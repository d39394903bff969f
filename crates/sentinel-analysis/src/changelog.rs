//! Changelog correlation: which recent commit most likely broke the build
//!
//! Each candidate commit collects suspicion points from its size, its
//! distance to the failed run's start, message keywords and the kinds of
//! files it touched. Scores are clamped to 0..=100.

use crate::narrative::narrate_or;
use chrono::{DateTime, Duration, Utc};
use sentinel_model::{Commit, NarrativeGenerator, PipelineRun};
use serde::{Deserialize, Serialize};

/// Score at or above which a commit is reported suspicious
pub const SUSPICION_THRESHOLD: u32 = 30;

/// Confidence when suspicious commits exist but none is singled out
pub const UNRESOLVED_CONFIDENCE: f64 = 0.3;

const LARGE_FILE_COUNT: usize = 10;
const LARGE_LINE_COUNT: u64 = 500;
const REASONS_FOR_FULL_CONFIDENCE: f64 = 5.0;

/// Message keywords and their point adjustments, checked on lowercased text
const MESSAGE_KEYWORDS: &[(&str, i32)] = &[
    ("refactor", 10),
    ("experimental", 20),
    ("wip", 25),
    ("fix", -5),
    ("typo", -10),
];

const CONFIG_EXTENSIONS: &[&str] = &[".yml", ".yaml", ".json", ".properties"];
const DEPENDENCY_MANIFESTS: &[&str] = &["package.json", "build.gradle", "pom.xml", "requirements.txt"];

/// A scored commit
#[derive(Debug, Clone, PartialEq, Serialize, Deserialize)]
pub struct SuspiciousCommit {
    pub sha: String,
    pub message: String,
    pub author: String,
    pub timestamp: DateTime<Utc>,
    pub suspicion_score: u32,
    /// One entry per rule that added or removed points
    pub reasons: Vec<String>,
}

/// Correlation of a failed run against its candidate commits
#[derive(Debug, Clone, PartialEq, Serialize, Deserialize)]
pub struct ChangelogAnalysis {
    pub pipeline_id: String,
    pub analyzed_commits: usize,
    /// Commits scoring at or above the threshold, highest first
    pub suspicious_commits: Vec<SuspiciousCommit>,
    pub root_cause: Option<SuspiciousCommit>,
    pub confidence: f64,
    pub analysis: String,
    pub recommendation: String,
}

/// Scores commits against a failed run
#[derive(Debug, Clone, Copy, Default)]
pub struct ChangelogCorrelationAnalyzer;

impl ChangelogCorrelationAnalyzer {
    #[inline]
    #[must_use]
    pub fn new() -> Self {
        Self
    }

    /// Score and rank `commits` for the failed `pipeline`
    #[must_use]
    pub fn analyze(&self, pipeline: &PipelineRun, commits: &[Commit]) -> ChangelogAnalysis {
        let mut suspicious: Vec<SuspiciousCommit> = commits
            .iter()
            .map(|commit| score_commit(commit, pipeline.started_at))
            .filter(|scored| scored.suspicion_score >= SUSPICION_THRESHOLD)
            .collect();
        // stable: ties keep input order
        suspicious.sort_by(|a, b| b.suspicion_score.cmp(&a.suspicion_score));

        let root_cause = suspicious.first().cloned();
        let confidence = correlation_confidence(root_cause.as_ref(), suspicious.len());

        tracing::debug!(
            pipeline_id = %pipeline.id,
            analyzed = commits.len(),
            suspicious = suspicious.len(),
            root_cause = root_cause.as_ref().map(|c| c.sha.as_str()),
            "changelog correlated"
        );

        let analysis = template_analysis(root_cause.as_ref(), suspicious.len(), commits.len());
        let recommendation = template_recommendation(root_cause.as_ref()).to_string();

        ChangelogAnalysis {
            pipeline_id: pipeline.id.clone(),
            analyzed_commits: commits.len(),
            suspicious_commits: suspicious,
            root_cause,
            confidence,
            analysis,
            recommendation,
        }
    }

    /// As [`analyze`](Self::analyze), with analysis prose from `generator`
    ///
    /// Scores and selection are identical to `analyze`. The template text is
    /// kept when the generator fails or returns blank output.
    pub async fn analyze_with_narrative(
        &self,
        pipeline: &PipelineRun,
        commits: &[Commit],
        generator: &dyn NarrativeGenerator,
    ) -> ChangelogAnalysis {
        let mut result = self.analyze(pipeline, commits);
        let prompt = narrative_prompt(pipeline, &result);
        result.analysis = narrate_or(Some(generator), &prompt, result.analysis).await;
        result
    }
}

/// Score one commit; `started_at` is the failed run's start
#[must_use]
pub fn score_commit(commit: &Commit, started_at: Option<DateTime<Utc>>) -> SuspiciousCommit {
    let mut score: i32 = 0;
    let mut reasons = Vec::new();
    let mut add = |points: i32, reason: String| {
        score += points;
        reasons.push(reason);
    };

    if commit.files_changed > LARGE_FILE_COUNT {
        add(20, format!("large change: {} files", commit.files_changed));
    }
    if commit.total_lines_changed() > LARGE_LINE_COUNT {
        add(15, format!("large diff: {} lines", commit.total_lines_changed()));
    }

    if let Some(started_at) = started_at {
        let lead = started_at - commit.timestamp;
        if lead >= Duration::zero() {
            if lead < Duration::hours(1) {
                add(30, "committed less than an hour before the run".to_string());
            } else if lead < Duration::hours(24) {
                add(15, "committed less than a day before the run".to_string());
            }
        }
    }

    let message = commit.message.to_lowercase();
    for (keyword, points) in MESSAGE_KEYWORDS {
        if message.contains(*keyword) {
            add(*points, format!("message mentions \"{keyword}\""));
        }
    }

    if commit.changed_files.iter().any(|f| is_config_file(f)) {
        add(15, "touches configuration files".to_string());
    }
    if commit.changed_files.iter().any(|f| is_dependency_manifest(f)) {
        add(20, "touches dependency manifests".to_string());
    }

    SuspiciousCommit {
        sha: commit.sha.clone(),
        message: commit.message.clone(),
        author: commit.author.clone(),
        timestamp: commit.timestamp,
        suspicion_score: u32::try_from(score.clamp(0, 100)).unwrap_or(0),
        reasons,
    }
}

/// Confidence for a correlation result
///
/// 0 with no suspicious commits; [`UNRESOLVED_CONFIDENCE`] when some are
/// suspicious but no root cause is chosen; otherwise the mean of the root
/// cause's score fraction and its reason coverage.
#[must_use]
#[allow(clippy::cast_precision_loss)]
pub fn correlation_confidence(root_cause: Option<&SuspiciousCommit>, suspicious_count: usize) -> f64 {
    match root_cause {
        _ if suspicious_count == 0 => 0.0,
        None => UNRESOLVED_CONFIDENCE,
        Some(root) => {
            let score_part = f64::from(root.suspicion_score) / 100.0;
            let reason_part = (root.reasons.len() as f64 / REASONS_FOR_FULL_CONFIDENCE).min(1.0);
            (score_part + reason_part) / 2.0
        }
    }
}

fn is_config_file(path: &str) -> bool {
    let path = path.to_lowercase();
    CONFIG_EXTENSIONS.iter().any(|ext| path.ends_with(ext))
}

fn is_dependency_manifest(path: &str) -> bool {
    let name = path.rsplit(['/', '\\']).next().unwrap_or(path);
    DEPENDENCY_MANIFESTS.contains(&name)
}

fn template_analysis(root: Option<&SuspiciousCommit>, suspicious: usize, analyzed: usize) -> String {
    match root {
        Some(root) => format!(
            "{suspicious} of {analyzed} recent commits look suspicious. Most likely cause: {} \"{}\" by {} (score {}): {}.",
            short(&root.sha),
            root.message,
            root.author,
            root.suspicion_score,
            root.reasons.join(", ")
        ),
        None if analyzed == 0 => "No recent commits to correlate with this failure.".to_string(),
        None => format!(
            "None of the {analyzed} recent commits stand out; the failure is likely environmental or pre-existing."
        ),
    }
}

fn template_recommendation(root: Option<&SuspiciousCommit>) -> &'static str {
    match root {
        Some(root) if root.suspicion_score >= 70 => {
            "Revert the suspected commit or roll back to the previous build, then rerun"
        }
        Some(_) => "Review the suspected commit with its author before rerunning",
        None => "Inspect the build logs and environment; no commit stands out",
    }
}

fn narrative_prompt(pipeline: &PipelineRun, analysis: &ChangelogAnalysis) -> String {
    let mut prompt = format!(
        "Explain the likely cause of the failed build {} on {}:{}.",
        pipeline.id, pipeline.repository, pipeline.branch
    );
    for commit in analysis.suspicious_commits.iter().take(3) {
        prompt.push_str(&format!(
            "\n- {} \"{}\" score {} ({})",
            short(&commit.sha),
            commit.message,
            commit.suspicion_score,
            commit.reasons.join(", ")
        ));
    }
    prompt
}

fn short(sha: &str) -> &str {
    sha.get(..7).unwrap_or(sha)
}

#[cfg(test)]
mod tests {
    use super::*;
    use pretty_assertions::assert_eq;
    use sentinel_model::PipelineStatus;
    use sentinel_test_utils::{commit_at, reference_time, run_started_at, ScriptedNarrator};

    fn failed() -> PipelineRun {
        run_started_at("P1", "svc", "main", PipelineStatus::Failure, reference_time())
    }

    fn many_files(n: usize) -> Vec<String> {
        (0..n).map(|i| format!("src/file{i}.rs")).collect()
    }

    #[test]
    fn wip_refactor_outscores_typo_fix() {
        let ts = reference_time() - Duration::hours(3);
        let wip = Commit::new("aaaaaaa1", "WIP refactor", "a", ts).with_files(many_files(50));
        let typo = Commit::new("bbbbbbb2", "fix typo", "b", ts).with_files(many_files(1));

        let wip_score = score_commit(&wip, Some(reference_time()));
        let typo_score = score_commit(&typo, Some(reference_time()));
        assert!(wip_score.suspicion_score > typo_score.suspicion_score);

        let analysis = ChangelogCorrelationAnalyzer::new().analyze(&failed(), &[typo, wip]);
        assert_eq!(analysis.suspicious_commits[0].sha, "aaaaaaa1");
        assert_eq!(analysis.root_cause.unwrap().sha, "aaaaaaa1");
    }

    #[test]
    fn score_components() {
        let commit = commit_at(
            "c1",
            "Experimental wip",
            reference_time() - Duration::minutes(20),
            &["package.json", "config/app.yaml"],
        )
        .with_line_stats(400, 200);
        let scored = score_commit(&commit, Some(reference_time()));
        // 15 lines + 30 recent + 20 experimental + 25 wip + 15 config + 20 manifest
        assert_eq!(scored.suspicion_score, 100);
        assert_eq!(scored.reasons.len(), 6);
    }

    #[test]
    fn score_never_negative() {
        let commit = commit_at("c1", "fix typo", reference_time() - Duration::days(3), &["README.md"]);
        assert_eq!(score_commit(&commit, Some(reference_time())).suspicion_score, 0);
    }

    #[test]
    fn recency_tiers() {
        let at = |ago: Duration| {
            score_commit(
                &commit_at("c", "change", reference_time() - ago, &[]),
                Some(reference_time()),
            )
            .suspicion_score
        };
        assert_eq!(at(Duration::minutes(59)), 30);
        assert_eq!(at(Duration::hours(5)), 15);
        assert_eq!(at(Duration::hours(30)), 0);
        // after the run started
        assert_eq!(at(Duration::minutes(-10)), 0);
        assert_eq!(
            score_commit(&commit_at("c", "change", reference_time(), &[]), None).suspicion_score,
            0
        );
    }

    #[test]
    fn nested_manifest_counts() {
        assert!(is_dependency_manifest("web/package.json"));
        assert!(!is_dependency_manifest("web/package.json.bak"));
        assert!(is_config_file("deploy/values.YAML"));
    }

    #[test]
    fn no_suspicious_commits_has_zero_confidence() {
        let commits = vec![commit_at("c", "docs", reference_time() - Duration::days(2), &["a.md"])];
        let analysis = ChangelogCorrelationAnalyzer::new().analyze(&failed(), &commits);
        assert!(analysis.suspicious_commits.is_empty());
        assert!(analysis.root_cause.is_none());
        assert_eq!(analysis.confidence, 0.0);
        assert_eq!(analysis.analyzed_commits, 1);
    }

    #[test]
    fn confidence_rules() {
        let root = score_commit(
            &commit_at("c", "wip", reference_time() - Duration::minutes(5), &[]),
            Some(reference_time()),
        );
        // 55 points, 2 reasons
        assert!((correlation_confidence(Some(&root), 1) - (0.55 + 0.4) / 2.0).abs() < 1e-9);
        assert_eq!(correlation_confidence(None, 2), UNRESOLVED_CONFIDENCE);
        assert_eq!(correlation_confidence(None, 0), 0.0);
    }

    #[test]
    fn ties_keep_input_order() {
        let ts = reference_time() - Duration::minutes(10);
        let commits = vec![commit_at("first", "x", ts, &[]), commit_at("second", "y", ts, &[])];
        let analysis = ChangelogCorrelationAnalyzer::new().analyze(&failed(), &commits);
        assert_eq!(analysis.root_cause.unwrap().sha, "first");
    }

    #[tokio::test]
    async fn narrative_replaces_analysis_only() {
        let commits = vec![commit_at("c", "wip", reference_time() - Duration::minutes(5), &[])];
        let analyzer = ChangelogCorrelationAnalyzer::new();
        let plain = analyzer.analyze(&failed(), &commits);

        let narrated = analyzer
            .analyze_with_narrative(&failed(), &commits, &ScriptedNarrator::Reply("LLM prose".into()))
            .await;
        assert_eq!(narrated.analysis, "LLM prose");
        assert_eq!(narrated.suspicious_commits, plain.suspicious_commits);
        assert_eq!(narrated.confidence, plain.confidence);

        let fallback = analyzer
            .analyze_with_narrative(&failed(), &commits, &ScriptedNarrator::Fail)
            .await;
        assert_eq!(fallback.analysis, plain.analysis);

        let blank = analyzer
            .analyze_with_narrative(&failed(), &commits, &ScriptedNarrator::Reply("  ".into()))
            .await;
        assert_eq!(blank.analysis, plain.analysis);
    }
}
——
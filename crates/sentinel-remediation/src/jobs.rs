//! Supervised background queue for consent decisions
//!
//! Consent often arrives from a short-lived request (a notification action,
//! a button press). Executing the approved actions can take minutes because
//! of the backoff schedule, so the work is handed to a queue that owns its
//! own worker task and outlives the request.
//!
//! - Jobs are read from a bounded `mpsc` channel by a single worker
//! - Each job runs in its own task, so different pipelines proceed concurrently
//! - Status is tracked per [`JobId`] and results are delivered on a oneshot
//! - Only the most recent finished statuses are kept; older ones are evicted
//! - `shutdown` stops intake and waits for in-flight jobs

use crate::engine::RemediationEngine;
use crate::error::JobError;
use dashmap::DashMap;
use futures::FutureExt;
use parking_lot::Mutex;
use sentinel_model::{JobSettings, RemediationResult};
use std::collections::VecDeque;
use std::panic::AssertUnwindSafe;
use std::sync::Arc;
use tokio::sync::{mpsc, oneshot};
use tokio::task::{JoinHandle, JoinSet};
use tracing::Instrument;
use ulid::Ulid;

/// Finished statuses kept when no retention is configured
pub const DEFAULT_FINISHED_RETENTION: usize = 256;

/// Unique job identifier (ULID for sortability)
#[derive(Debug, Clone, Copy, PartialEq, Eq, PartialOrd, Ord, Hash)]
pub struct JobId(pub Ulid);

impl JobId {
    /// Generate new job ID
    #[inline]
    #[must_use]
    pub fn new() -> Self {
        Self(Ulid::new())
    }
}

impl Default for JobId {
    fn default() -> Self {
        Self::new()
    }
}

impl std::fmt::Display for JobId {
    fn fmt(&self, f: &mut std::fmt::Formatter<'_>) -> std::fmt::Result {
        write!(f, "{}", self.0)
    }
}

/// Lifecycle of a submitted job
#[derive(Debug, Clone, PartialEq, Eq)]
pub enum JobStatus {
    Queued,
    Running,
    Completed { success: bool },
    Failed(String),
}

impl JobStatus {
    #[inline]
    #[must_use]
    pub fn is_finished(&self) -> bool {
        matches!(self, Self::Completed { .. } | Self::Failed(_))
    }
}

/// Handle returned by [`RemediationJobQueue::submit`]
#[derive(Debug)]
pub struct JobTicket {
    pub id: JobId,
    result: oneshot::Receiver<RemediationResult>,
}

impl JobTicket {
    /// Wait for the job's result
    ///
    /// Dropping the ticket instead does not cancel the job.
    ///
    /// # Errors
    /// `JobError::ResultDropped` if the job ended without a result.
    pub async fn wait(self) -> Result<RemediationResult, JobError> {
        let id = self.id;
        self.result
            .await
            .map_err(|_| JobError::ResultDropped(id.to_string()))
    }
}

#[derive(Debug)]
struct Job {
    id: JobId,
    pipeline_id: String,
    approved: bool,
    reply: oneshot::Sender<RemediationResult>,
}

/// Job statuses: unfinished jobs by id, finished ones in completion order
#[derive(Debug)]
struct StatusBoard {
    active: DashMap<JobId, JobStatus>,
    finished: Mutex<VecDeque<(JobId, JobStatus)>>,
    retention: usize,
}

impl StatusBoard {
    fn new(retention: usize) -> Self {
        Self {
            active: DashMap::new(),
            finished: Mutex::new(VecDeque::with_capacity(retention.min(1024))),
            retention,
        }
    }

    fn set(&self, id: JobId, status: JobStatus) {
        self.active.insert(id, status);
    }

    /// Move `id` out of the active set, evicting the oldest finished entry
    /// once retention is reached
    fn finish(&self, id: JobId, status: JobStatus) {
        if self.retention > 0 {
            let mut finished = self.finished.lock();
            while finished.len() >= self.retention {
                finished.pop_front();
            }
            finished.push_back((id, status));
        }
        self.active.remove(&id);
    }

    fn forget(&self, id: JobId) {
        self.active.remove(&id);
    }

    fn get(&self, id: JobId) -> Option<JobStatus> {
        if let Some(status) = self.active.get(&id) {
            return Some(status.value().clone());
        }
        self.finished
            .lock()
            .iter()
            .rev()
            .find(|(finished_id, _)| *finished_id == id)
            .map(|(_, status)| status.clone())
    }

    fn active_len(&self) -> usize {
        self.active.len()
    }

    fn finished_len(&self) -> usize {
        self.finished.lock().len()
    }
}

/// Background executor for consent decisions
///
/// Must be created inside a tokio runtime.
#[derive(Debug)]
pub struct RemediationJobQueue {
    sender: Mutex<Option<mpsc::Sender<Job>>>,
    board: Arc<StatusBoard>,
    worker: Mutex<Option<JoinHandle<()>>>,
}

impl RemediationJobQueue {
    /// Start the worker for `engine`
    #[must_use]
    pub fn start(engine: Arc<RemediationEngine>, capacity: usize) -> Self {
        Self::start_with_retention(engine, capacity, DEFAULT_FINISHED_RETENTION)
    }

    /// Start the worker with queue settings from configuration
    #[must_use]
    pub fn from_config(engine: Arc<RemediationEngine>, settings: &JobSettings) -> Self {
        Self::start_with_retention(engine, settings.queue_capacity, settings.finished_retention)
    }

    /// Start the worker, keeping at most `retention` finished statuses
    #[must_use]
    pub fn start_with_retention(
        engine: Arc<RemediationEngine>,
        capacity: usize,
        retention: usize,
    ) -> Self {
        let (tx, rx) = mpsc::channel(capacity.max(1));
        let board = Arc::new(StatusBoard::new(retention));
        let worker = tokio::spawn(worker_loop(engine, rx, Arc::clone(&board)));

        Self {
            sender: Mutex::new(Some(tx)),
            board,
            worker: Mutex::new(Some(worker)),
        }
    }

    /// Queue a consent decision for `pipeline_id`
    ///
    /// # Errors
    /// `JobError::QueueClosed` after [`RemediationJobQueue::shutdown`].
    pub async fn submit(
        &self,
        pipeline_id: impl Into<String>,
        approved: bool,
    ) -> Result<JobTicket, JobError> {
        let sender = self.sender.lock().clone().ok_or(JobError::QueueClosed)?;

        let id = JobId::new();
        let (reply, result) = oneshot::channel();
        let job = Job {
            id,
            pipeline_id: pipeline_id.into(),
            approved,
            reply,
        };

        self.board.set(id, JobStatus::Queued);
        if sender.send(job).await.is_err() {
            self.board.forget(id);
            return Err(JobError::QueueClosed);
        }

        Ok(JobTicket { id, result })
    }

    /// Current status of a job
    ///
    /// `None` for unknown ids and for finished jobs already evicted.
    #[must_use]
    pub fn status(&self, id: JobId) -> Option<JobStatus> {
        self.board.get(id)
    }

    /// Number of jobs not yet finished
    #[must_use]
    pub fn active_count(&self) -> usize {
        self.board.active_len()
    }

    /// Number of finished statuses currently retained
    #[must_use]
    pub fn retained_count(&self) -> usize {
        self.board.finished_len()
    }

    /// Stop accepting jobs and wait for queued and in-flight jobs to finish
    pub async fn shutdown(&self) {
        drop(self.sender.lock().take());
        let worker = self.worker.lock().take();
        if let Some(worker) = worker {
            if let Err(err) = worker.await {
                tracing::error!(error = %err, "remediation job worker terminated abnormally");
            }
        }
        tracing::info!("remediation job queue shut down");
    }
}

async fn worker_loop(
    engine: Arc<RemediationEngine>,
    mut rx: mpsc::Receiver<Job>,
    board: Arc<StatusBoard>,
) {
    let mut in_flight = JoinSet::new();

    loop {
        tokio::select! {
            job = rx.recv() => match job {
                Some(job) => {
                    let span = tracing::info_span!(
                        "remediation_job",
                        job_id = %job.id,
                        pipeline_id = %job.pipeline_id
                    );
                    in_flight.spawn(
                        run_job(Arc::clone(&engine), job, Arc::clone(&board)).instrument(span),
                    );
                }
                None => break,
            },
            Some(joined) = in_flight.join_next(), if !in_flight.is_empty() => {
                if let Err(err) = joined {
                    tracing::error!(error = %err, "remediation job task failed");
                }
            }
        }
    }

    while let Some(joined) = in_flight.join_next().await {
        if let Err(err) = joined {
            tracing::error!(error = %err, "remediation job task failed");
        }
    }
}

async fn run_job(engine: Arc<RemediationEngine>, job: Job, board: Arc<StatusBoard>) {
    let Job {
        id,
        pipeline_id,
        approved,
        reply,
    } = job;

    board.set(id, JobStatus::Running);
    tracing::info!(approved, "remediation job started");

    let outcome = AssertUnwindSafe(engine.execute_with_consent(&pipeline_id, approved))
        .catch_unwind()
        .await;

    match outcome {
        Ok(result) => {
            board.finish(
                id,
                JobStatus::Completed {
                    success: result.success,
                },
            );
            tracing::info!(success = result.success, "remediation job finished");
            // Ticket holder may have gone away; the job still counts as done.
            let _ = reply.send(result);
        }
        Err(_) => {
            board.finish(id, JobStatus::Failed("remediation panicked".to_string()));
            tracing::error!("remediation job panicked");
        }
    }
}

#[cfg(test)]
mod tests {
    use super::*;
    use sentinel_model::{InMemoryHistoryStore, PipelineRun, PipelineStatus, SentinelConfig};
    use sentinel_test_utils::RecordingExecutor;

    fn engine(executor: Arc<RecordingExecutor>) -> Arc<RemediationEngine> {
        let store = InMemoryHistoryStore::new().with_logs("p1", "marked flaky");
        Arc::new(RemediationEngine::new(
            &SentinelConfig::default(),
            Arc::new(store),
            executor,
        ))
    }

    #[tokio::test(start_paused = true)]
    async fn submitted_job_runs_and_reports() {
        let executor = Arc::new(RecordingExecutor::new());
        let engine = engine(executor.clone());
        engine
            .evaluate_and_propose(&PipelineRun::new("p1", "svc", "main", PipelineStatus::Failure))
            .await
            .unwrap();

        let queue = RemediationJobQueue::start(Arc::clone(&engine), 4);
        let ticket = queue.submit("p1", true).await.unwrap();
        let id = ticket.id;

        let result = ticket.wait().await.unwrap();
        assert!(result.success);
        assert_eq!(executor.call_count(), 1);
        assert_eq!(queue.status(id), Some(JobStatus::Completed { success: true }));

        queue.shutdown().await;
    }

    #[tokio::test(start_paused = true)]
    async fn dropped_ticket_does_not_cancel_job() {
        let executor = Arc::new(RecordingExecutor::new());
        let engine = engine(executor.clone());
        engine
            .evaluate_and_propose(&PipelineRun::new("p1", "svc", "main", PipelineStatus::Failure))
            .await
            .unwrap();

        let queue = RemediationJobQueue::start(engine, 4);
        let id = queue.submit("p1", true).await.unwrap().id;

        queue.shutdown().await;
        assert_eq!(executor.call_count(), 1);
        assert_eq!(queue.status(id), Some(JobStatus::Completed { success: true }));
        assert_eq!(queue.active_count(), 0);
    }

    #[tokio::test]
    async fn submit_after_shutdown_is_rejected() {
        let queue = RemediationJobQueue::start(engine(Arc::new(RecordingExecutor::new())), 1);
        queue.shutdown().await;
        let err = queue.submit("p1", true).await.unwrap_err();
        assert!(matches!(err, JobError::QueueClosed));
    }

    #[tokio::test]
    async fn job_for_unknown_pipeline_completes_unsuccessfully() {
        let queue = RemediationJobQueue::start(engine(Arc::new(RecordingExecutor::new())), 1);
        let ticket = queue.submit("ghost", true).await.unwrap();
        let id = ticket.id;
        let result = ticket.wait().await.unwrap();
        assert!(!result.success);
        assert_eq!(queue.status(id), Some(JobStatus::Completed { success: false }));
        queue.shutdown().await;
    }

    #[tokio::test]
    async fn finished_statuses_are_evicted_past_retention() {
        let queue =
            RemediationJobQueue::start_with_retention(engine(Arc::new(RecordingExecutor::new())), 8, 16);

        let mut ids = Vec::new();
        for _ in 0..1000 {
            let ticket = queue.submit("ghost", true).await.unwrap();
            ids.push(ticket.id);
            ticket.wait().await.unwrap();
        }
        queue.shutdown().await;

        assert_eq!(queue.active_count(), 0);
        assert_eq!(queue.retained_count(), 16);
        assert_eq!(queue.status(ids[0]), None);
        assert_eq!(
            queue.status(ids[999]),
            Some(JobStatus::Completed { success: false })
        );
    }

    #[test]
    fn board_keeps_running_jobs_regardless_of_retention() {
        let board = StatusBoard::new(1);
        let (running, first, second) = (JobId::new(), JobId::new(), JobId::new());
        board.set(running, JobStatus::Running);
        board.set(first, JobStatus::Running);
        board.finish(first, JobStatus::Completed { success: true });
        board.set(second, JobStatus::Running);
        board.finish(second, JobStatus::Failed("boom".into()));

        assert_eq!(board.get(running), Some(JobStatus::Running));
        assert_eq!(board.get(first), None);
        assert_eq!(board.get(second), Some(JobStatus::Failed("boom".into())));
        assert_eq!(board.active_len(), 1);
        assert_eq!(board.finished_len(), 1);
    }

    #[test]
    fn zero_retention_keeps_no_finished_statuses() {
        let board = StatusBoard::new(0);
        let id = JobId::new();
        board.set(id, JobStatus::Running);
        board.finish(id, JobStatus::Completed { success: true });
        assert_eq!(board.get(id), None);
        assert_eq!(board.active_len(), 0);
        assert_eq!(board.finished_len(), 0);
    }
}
——
Task directions
Please report every line of the records above that contains the word "panicked".

Solution for this exercise
            board.finish(id, JobStatus::Failed("remediation panicked".to_string()));
            tracing::error!("remediation job panicked");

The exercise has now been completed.